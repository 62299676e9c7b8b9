/*
 * Debug Information Module
 *
 * Per-frame statistics collected by the population update, for logging and
 * for the presentation layer's overlay.
 */

use serde::{Deserialize, Serialize};

#[derive(Debug, Clone, Copy, PartialEq, Default, Serialize, Deserialize)]
pub struct FrameStats {
    pub frame: u64,
    pub agent_count: usize,
    pub obstacle_count: usize,
    // Neighbor candidates visited, summed over all agents
    pub neighbor_candidates: usize,
    pub max_speed_observed: f32,
    pub max_force_observed: f32,
}
/*
 * Steering Parameters Module
 *
 * This module defines the SteeringParams struct that holds every tunable
 * constant of the steering engine: speed and force limits, behavior radii,
 * wander noise, flocking sub-weights and the update policy. The presentation
 * layer exposes some of them through sliders, so the slider ranges live here
 * as well.
 */

use serde::{Deserialize, Serialize};

use crate::error::{Result, SteeringError};

/// How agents observe each other within a single frame.
#[derive(Debug, Clone, Copy, PartialEq, Eq, Default, Serialize, Deserialize)]
pub enum UpdateOrder {
    /// Each agent is committed as soon as it is computed, so agents later in
    /// spawn order see their predecessors' new state.
    #[default]
    Sequential,
    /// Every agent is computed against the start-of-frame state and all
    /// results are committed together.
    Snapshot,
}

#[derive(Debug, Clone, PartialEq, Serialize, Deserialize)]
#[serde(default)]
pub struct SteeringParams {
    pub max_speed: f32,
    pub max_force: f32,
    // Frames of linear extrapolation used by pursue/evade
    pub prediction_time: f32,
    pub arrival_radius: f32,
    pub avoidance_distance: f32,
    pub follow_distance: f32,
    pub queue_distance: f32,
    pub desired_distance_from_wall: f32,
    pub neighbor_radius: f32,
    pub separation_radius: f32,
    pub wander_radius: f32,
    pub wander_distance: f32,
    // Half-width of the uniform wander angle increment, in radians
    pub wander_noise: f32,
    // Weight given to obstacle avoidance by every preset
    pub avoidance_weight: f32,
    pub cohesion_weight: f32,
    pub alignment_weight: f32,
    pub separation_weight: f32,
    pub update_order: UpdateOrder,
    pub enable_spatial_grid: bool,
    pub cell_size_factor: f32,  // Multiplier for cell size relative to neighbor radius
    pub rng_seed: Option<u64>,
}

impl Default for SteeringParams {
    fn default() -> Self {
        Self {
            max_speed: 4.0,
            max_force: 6.0,
            prediction_time: 20.0,
            arrival_radius: 300.0,
            avoidance_distance: 40.0,
            follow_distance: 40.0,
            queue_distance: 30.0,
            desired_distance_from_wall: 60.0,
            neighbor_radius: 50.0,
            separation_radius: 25.0,
            wander_radius: 40.0,
            wander_distance: 1.0,
            wander_noise: 0.3,
            avoidance_weight: 2.0,
            cohesion_weight: 1.0,
            alignment_weight: 1.0,
            separation_weight: 1.5,
            update_order: UpdateOrder::Sequential,
            enable_spatial_grid: false,
            cell_size_factor: 1.0,
            rng_seed: None,
        }
    }
}

impl SteeringParams {
    /// Reject values that would make the engine divide by zero or produce
    /// NaN motion.
    pub fn validate(&self) -> Result<()> {
        let finite = [
            self.max_speed,
            self.max_force,
            self.prediction_time,
            self.arrival_radius,
            self.avoidance_distance,
            self.follow_distance,
            self.queue_distance,
            self.desired_distance_from_wall,
            self.neighbor_radius,
            self.separation_radius,
            self.wander_radius,
            self.wander_distance,
            self.wander_noise,
            self.avoidance_weight,
            self.cohesion_weight,
            self.alignment_weight,
            self.separation_weight,
            self.cell_size_factor,
        ];
        if finite.iter().any(|value| !value.is_finite()) {
            return Err(SteeringError::InvalidConfig("all parameters must be finite"));
        }

        if self.max_speed <= 0.0 {
            return Err(SteeringError::InvalidConfig("max_speed must be positive"));
        }
        if self.max_force <= 0.0 {
            return Err(SteeringError::InvalidConfig("max_force must be positive"));
        }
        if self.arrival_radius <= 0.0 {
            return Err(SteeringError::InvalidConfig("arrival_radius must be positive"));
        }
        if self.prediction_time < 0.0 {
            return Err(SteeringError::InvalidConfig("prediction_time must not be negative"));
        }

        let distances = [
            self.avoidance_distance,
            self.follow_distance,
            self.queue_distance,
            self.desired_distance_from_wall,
            self.neighbor_radius,
            self.separation_radius,
            self.wander_radius,
            self.wander_distance,
        ];
        if distances.iter().any(|&value| value < 0.0) {
            return Err(SteeringError::InvalidConfig("radii and distances must not be negative"));
        }
        if self.separation_radius > self.neighbor_radius {
            return Err(SteeringError::InvalidConfig(
                "separation_radius must not exceed neighbor_radius",
            ));
        }
        if self.wander_noise < 0.0 {
            return Err(SteeringError::InvalidConfig("wander_noise must not be negative"));
        }
        if self.avoidance_weight <= 0.0 {
            return Err(SteeringError::InvalidConfig("avoidance_weight must be positive"));
        }
        if self.cell_size_factor < 1.0 {
            return Err(SteeringError::InvalidConfig(
                "cell_size_factor below 1.0 would miss neighbors",
            ));
        }

        Ok(())
    }

    // Edge length of a spatial grid cell
    pub fn grid_cell_size(&self) -> f32 {
        self.neighbor_radius.max(1.0) * self.cell_size_factor
    }

    // Get parameter ranges for UI sliders
    pub fn max_speed_range() -> std::ops::RangeInclusive<f32> {
        0.5..=20.0
    }

    pub fn max_force_range() -> std::ops::RangeInclusive<f32> {
        0.5..=30.0
    }

    pub fn weight_range() -> std::ops::RangeInclusive<f32> {
        0.0..=3.0
    }

    pub fn radius_range() -> std::ops::RangeInclusive<f32> {
        10.0..=400.0
    }
}
/*
 * Spatial Grid Module
 *
 * This module defines the SpatialGrid struct for neighbor lookups.
 * It divides the arena into square cells at least as wide as the neighbor
 * radius, so every agent within that radius sits in the query cell or one of
 * its eight neighbors. Candidates come back sorted by slot index, which keeps
 * the order the linear scan would use and so leaves the flocking sums
 * unchanged.
 *
 * Very large arenas get coarser cells so the cell count stays under
 * MAX_CELLS. A wider cell still holds every neighbor within the radius.
 */

use glam::Vec2;

pub const MAX_CELLS: usize = 1 << 16;

pub struct SpatialGrid {
    pub cell_size: f32,
    pub columns: usize,
    pub rows: usize,
    grid: Vec<Vec<usize>>,
}

impl SpatialGrid {
    pub fn new(cell_size: f32, bounds: Vec2) -> Self {
        let (cell_size, columns, rows) = SpatialGrid::layout(cell_size, bounds);

        Self {
            cell_size,
            columns,
            rows,
            grid: vec![Vec::new(); columns * rows],
        }
    }

    // Whether the grid was built for this cell size and arena
    pub fn matches(&self, cell_size: f32, bounds: Vec2) -> bool {
        (self.cell_size, self.columns, self.rows) == SpatialGrid::layout(cell_size, bounds)
    }

    // Smallest cell size, starting from the requested one, that keeps the
    // grid within MAX_CELLS
    fn layout(cell_size: f32, bounds: Vec2) -> (f32, usize, usize) {
        let mut cell_size = cell_size;
        let (mut columns, mut rows) = SpatialGrid::dimensions(cell_size, bounds);
        while columns.saturating_mul(rows) > MAX_CELLS {
            cell_size *= 2.0;
            (columns, rows) = SpatialGrid::dimensions(cell_size, bounds);
        }
        (cell_size, columns, rows)
    }

    fn dimensions(cell_size: f32, bounds: Vec2) -> (usize, usize) {
        let columns = ((bounds.x / cell_size).ceil() as usize).max(1);
        let rows = ((bounds.y / cell_size).ceil() as usize).max(1);
        (columns, rows)
    }

    #[inline]
    fn cell_coords(&self, pos: Vec2) -> (usize, usize) {
        let x = (pos.x / self.cell_size).clamp(0.0, self.columns as f32 - 1.0) as usize;
        let y = (pos.y / self.cell_size).clamp(0.0, self.rows as f32 - 1.0) as usize;
        (x, y)
    }

    // Convert arena coordinates to grid cell index
    #[inline]
    pub fn pos_to_cell_index(&self, pos: Vec2) -> usize {
        let (x, y) = self.cell_coords(pos);
        y * self.columns + x
    }

    pub fn clear(&mut self) {
        for cell in &mut self.grid {
            cell.clear();
        }
    }

    #[inline]
    pub fn insert(&mut self, slot: usize, position: Vec2) {
        let cell_index = self.pos_to_cell_index(position);
        self.grid[cell_index].push(slot);
    }

    /// Move `slot` from the cell of `from` to the cell of `to`.
    pub fn relocate(&mut self, slot: usize, from: Vec2, to: Vec2) {
        let old_cell = self.pos_to_cell_index(from);
        let new_cell = self.pos_to_cell_index(to);
        if old_cell == new_cell {
            return;
        }

        if let Some(i) = self.grid[old_cell].iter().position(|&s| s == slot) {
            self.grid[old_cell].swap_remove(i);
        }
        self.grid[new_cell].push(slot);
    }

    /// Slots in the 3x3 block of cells around `position`, ascending.
    pub fn get_nearby_indices(&self, position: Vec2) -> Vec<usize> {
        let (grid_x, grid_y) = self.cell_coords(position);
        let mut result = Vec::new();

        // Check the cell and its neighbors (3x3 grid)
        for check_y in grid_y.saturating_sub(1)..=(grid_y + 1).min(self.rows - 1) {
            let y_index = check_y * self.columns;

            for check_x in grid_x.saturating_sub(1)..=(grid_x + 1).min(self.columns - 1) {
                result.extend_from_slice(&self.grid[y_index + check_x]);
            }
        }

        result.sort_unstable();
        result
    }
}
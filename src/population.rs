/*
 * Population Module
 *
 * This module owns the agents and obstacles of one arena and drives the
 * per-frame update over all of them. Agents live in a slot map; the spawn
 * order is kept separately because it decides who follows whom and in which
 * order agents are updated.
 *
 * Follow links always point at an earlier spawn: the previous agent, or the
 * very first one for follow-leader spawns. Agents are only ever removed all
 * at once by reset, which also clears the bookkeeping, so links never
 * dangle. Should one resolve to nothing anyway, the agent simply acts as a
 * leader.
 */

use glam::Vec2;
use rand::{Rng, SeedableRng};
use rand_chacha::ChaCha8Rng;
use slotmap::SlotMap;
use std::f32::consts::TAU;
use tracing::{debug, info, trace, warn};

use crate::agent::{Agent, AgentId};
use crate::behavior::{BehaviorKind, BehaviorPreset};
use crate::context::WorldContext;
use crate::debug::FrameStats;
use crate::error::Result;
use crate::frame::{bounds_from, AgentSnapshot, FrameInput, FrameOutput};
use crate::math::wrap;
use crate::obstacle::Obstacle;
use crate::params::{SteeringParams, UpdateOrder};
use crate::spatial_grid::SpatialGrid;

pub struct Population {
    params: SteeringParams,
    bounds: Vec2,
    agents: SlotMap<AgentId, Agent>,
    order: Vec<AgentId>,
    obstacles: Vec<Obstacle>,
    rng: ChaCha8Rng,
    first_spawn: Option<AgentId>,
    last_spawn: Option<AgentId>,
    last_target: Vec2,
    spatial_grid: Option<SpatialGrid>,
    stats: FrameStats,
}

impl Population {
    /// Validates `params` and seeds the RNG from `params.rng_seed`, or from
    /// system entropy when no seed is set.
    pub fn new(params: SteeringParams, world_bounds: (u32, u32)) -> Result<Self> {
        let rng = match params.rng_seed {
            Some(seed) => ChaCha8Rng::seed_from_u64(seed),
            None => ChaCha8Rng::from_entropy(),
        };
        Self::with_rng(params, world_bounds, rng)
    }

    pub fn with_rng(params: SteeringParams, world_bounds: (u32, u32), rng: ChaCha8Rng) -> Result<Self> {
        params.validate()?;
        let bounds = bounds_from(world_bounds)?;

        Ok(Self {
            params,
            bounds,
            agents: SlotMap::with_key(),
            order: Vec::new(),
            obstacles: Vec::new(),
            rng,
            first_spawn: None,
            last_spawn: None,
            last_target: Vec2::ZERO,
            spatial_grid: None,
            stats: FrameStats::default(),
        })
    }

    pub fn params(&self) -> &SteeringParams {
        &self.params
    }

    /// Replace the parameters. Existing agents keep their spawn-time weights.
    pub fn set_params(&mut self, params: SteeringParams) -> Result<()> {
        params.validate()?;
        self.params = params;
        Ok(())
    }

    pub fn bounds(&self) -> Vec2 {
        self.bounds
    }

    pub fn set_bounds(&mut self, world_bounds: (u32, u32)) -> Result<()> {
        let bounds = bounds_from(world_bounds)?;
        if bounds != self.bounds {
            debug!(width = bounds.x, height = bounds.y, "World bounds changed");
            self.bounds = bounds;
        }
        Ok(())
    }

    pub fn add_obstacle(&mut self, obstacle: Obstacle) {
        debug!(
            x = obstacle.position().x,
            y = obstacle.position().y,
            radius = obstacle.radius(),
            "Obstacle added"
        );
        self.obstacles.push(obstacle);
    }

    pub fn obstacles(&self) -> &[Obstacle] {
        &self.obstacles
    }

    pub fn len(&self) -> usize {
        self.order.len()
    }

    pub fn is_empty(&self) -> bool {
        self.order.is_empty()
    }

    pub fn agent(&self, id: AgentId) -> Option<&Agent> {
        self.agents.get(id)
    }

    /// Agents in spawn order.
    pub fn agents(&self) -> impl Iterator<Item = &Agent> + '_ {
        self.order.iter().filter_map(move |&id| self.agents.get(id))
    }

    pub fn leader_of(&self, id: AgentId) -> Option<AgentId> {
        self.agents.get(id).and_then(|agent| agent.follow_target)
    }

    pub fn stats(&self) -> FrameStats {
        self.stats
    }

    /// Create an agent at `position` running `preset`.
    ///
    /// The agent starts with a random heading and the preset's initial speed,
    /// and follows the previous spawn (or the first spawn, for
    /// follow-leader). The first agent after a reset follows nobody.
    pub fn spawn(&mut self, position: Vec2, preset: BehaviorPreset) -> AgentId {
        let position = wrap(position, self.bounds);
        let heading = self.rng.gen_range(0.0..TAU);
        let speed = preset.initial_speed_factor() * self.params.max_speed;
        let weights = preset.weights(self.params.avoidance_weight);
        let follow_target = if preset.follows_first_spawn() {
            self.first_spawn
        } else {
            self.last_spawn
        };
        let last_target = self.last_target;

        let id = self.agents.insert_with_key(|id| {
            let mut agent = Agent::new(id, position, heading, speed, preset, weights);
            agent.follow_target = follow_target;
            agent.previous_target = last_target;
            agent
        });

        self.order.push(id);
        if self.first_spawn.is_none() {
            self.first_spawn = Some(id);
        }
        self.last_spawn = Some(id);

        info!(
            x = position.x,
            y = position.y,
            preset = preset.label(),
            follows = follow_target.is_some(),
            "Agent spawned"
        );

        id
    }

    /// Remove every agent. Obstacles stay.
    pub fn reset(&mut self) {
        info!(agents = self.order.len(), "Population reset");
        self.agents.clear();
        self.order.clear();
        self.first_spawn = None;
        self.last_spawn = None;
        if let Some(grid) = self.spatial_grid.as_mut() {
            grid.clear();
        }
    }

    /// Advance every agent by one frame, in spawn order.
    ///
    /// A negative or non-finite `dt`, or a non-finite target, skips the frame
    /// and leaves every agent untouched.
    pub fn update_all(&mut self, dt: f32, external_target: Vec2) {
        if !dt.is_finite() || dt < 0.0 || !external_target.is_finite() {
            warn!(dt, x = external_target.x, y = external_target.y, "Skipping frame with invalid input");
            return;
        }

        self.last_target = external_target;
        self.prepare_spatial_grid();

        let neighbor_candidates = match self.params.update_order {
            UpdateOrder::Sequential => self.update_sequential(dt, external_target),
            UpdateOrder::Snapshot => self.update_snapshot(dt, external_target),
        };

        self.record_stats(neighbor_candidates);
        trace!(
            frame = self.stats.frame,
            agents = self.stats.agent_count,
            neighbor_candidates = self.stats.neighbor_candidates,
            max_speed = self.stats.max_speed_observed,
            max_force = self.stats.max_force_observed,
            "Frame updated"
        );
    }

    // Commit each agent right away: later agents read this frame's state
    fn update_sequential(&mut self, dt: f32, external_target: Vec2) -> usize {
        let mut nearby = Vec::new();
        let mut neighbor_candidates = 0;

        for slot in 0..self.order.len() {
            let id = self.order[slot];
            let mut agent = match self.agents.get(id) {
                Some(agent) => agent.clone(),
                None => continue,
            };
            let old_position = agent.position;

            let candidates = neighbor_candidates_for(
                &agent,
                &self.order,
                self.spatial_grid.as_ref(),
                &mut nearby,
            );
            neighbor_candidates += candidates.len();

            let ctx = WorldContext::new(
                self.bounds,
                dt,
                external_target,
                &self.obstacles,
                &self.agents,
                candidates,
            );
            agent.step(&ctx, &mut self.rng, &self.params);

            if let Some(grid) = self.spatial_grid.as_mut() {
                grid.relocate(slot, old_position, agent.position);
            }
            self.agents[id] = agent;
        }

        neighbor_candidates
    }

    // Compute every agent against the start-of-frame state, then commit
    fn update_snapshot(&mut self, dt: f32, external_target: Vec2) -> usize {
        let mut nearby = Vec::new();
        let mut neighbor_candidates = 0;
        let mut updated = Vec::with_capacity(self.order.len());

        for &id in &self.order {
            let mut agent = match self.agents.get(id) {
                Some(agent) => agent.clone(),
                None => continue,
            };

            let candidates = neighbor_candidates_for(
                &agent,
                &self.order,
                self.spatial_grid.as_ref(),
                &mut nearby,
            );
            neighbor_candidates += candidates.len();

            let ctx = WorldContext::new(
                self.bounds,
                dt,
                external_target,
                &self.obstacles,
                &self.agents,
                candidates,
            );
            agent.step(&ctx, &mut self.rng, &self.params);
            updated.push(agent);
        }

        for agent in updated {
            let id = agent.id;
            self.agents[id] = agent;
        }

        neighbor_candidates
    }

    // Rebuild the grid from the current positions, or drop it when disabled
    fn prepare_spatial_grid(&mut self) {
        if !self.params.enable_spatial_grid {
            self.spatial_grid = None;
            return;
        }

        let cell_size = self.params.grid_cell_size();
        let bounds = self.bounds;
        let rebuild = self
            .spatial_grid
            .as_ref()
            .map_or(true, |grid| !grid.matches(cell_size, bounds));
        if rebuild {
            self.spatial_grid = Some(SpatialGrid::new(cell_size, bounds));
        }

        if let Some(grid) = self.spatial_grid.as_mut() {
            grid.clear();
            for (slot, id) in self.order.iter().enumerate() {
                if let Some(agent) = self.agents.get(*id) {
                    grid.insert(slot, agent.position);
                }
            }
        }
    }

    fn record_stats(&mut self, neighbor_candidates: usize) {
        let mut max_speed: f32 = 0.0;
        let mut max_force: f32 = 0.0;
        for agent in self.agents.values() {
            max_speed = max_speed.max(agent.velocity.length());
            max_force = max_force.max(agent.last_force().length());
        }

        self.stats = FrameStats {
            frame: self.stats.frame + 1,
            agent_count: self.order.len(),
            obstacle_count: self.obstacles.len(),
            neighbor_candidates,
            max_speed_observed: max_speed,
            max_force_observed: max_force,
        };
    }

    pub fn snapshot(&self) -> Vec<AgentSnapshot> {
        self.agents().map(AgentSnapshot::from).collect()
    }

    /// Apply one frame of presentation input and report the result.
    pub fn step(&mut self, input: &FrameInput) -> Result<FrameOutput> {
        let dt = input.time_step()?;
        self.set_bounds(input.world_bounds)?;

        for request in &input.spawn_requests {
            self.spawn(request.position, request.preset);
        }
        self.update_all(dt, input.target());

        Ok(FrameOutput {
            agents: self.snapshot(),
            obstacles: self.obstacles.clone(),
            stats: self.stats,
        })
    }
}

// Neighbors worth scanning for `agent`; empty unless it flocks
fn neighbor_candidates_for<'a>(
    agent: &Agent,
    order: &'a [AgentId],
    grid: Option<&SpatialGrid>,
    nearby: &'a mut Vec<AgentId>,
) -> &'a [AgentId] {
    if !agent.weights().is_active(BehaviorKind::Flocking) {
        return &[];
    }

    match grid {
        Some(grid) => {
            nearby.clear();
            nearby.extend(grid.get_nearby_indices(agent.position).into_iter().map(|slot| order[slot]));
            nearby.as_slice()
        }
        None => order,
    }
}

**Assignment:**
Filter the listing above for the string "ceil" and copy every matching line.

**Output:**
        let columns = ((bounds.x / cell_size).ceil() as usize).max(1);
        let rows = ((bounds.y / cell_size).ceil() as usize).max(1);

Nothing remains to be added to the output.